* **The problem**
Print the listing in full, with no character changed.

* **Input data**
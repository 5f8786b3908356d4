use std::fmt;

/// One of the three decomposable units of per-target frame work.
#[derive(Clone, Copy, Debug, PartialEq, Eq, Hash, serde::Serialize, serde::Deserialize)]
#[serde(rename_all = "snake_case")]
pub enum Stage {
    /// Window-system event servicing (and opening the window).
    Window,
    /// Producing drawable lists for each display region.
    Cull,
    /// Issuing GPU commands for culled lists.
    Draw,
}

impl Stage {
    /// All stages, in the order they run for one target within a frame.
    pub const ALL: [Stage; 3] = [Stage::Window, Stage::Cull, Stage::Draw];
}

/// Execution context a stage is bound to.
///
/// `Driving` is whichever thread calls into the [`crate::Scheduler`]; `Worker(name)` is a
/// long-lived background thread, spawned the first time the name is referenced.
#[derive(
    Clone, Debug, Default, PartialEq, Eq, PartialOrd, Ord, Hash, serde::Serialize, serde::Deserialize,
)]
pub enum StageContext {
    #[default]
    Driving,
    Worker(String),
}

impl StageContext {
    /// Build a context from a descriptor name; the empty name is the driving context.
    pub fn named(name: impl Into<String>) -> Self {
        let name = name.into();
        if name.is_empty() {
            Self::Driving
        } else {
            Self::Worker(name)
        }
    }

    pub fn is_driving(&self) -> bool {
        matches!(self, Self::Driving)
    }

    /// Descriptor name of the context (`""` for the driving context).
    pub fn name(&self) -> &str {
        match self {
            Self::Driving => "",
            Self::Worker(name) => name,
        }
    }
}

impl fmt::Display for StageContext {
    fn fmt(&self, f: &mut fmt::Formatter<'_>) -> fmt::Result {
        match self {
            Self::Driving => f.write_str("<driving>"),
            Self::Worker(name) => f.write_str(name),
        }
    }
}

/// Which context services each stage of one target.
///
/// The window context must be the one that receives window-system events for the target; all
/// window-system calls for a given window are serialized through it.
#[derive(Clone, Debug, Default, PartialEq, Eq, Hash, serde::Serialize, serde::Deserialize)]
pub struct StageAssignment {
    pub window: StageContext,
    pub cull: StageContext,
    pub draw: StageContext,
}

impl StageAssignment {
    /// All three stages on the driving context.
    pub fn driving() -> Self {
        Self::default()
    }

    pub fn new(window: StageContext, cull: StageContext, draw: StageContext) -> Self {
        Self { window, cull, draw }
    }

    /// All three stages on one context.
    pub fn single(ctx: StageContext) -> Self {
        Self {
            window: ctx.clone(),
            cull: ctx.clone(),
            draw: ctx,
        }
    }

    pub fn context_for(&self, stage: Stage) -> &StageContext {
        match stage {
            Stage::Window => &self.window,
            Stage::Cull => &self.cull,
            Stage::Draw => &self.draw,
        }
    }

    /// `true` when cull output must cross a context boundary to reach the draw stage.
    pub fn splits_cull_and_draw(&self) -> bool {
        self.cull != self.draw
    }

    /// Distinct worker contexts referenced by this assignment, in stage order.
    pub fn worker_contexts(&self) -> Vec<&StageContext> {
        let mut out: Vec<&StageContext> = Vec::with_capacity(3);
        for stage in Stage::ALL {
            let ctx = self.context_for(stage);
            if !ctx.is_driving() && !out.contains(&ctx) {
                out.push(ctx);
            }
        }
        out
    }
}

* **Task output**
repository 5f8786b3908356d4
use std::fmt;

/// One of the three decomposable units of per-target frame work.
#[derive(Clone, Copy, Debug, PartialEq, Eq, Hash, serde::Serialize, serde::Deserialize)]
#[serde(rename_all = "snake_case")]
pub enum Stage {
    /// Window-system event servicing (and opening the window).
    Window,
    /// Producing drawable lists for each display region.
    Cull,
    /// Issuing GPU commands for culled lists.
    Draw,
}

impl Stage {
    /// All stages, in the order they run for one target within a frame.
    pub const ALL: [Stage; 3] = [Stage::Window, Stage::Cull, Stage::Draw];
}

/// Execution context a stage is bound to.
///
/// `Driving` is whichever thread calls into the [`crate::Scheduler`]; `Worker(name)` is a
/// long-lived background thread, spawned the first time the name is referenced.
#[derive(
    Clone, Debug, Default, PartialEq, Eq, PartialOrd, Ord, Hash, serde::Serialize, serde::Deserialize,
)]
pub enum StageContext {
    #[default]
    Driving,
    Worker(String),
}

impl StageContext {
    /// Build a context from a descriptor name; the empty name is the driving context.
    pub fn named(name: impl Into<String>) -> Self {
        let name = name.into();
        if name.is_empty() {
            Self::Driving
        } else {
            Self::Worker(name)
        }
    }

    pub fn is_driving(&self) -> bool {
        matches!(self, Self::Driving)
    }

    /// Descriptor name of the context (`""` for the driving context).
    pub fn name(&self) -> &str {
        match self {
            Self::Driving => "",
            Self::Worker(name) => name,
        }
    }
}

impl fmt::Display for StageContext {
    fn fmt(&self, f: &mut fmt::Formatter<'_>) -> fmt::Result {
        match self {
            Self::Driving => f.write_str("<driving>"),
            Self::Worker(name) => f.write_str(name),
        }
    }
}

/// Which context services each stage of one target.
///
/// The window context must be the one that receives window-system events for the target; all
/// window-system calls for a given window are serialized through it.
#[derive(Clone, Debug, Default, PartialEq, Eq, Hash, serde::Serialize, serde::Deserialize)]
pub struct StageAssignment {
    pub window: StageContext,
    pub cull: StageContext,
    pub draw: StageContext,
}

impl StageAssignment {
    /// All three stages on the driving context.
    pub fn driving() -> Self {
        Self::default()
    }

    pub fn new(window: StageContext, cull: StageContext, draw: StageContext) -> Self {
        Self { window, cull, draw }
    }

    /// All three stages on one context.
    pub fn single(ctx: StageContext) -> Self {
        Self {
            window: ctx.clone(),
            cull: ctx.clone(),
            draw: ctx,
        }
    }

    pub fn context_for(&self, stage: Stage) -> &StageContext {
        match stage {
            Stage::Window => &self.window,
            Stage::Cull => &self.cull,
            Stage::Draw => &self.draw,
        }
    }

    /// `true` when cull output must cross a context boundary to reach the draw stage.
    pub fn splits_cull_and_draw(&self) -> bool {
        self.cull != self.draw
    }

    /// Distinct worker contexts referenced by this assignment, in stage order.
    pub fn worker_contexts(&self) -> Vec<&StageContext> {
        let mut out: Vec<&StageContext> = Vec::with_capacity(3);
        for stage in Stage::ALL {
            let ctx = self.context_for(stage);
            if !ctx.is_driving() && !out.contains(&ctx) {
                out.push(ctx);
            }
        }
        out
    }
}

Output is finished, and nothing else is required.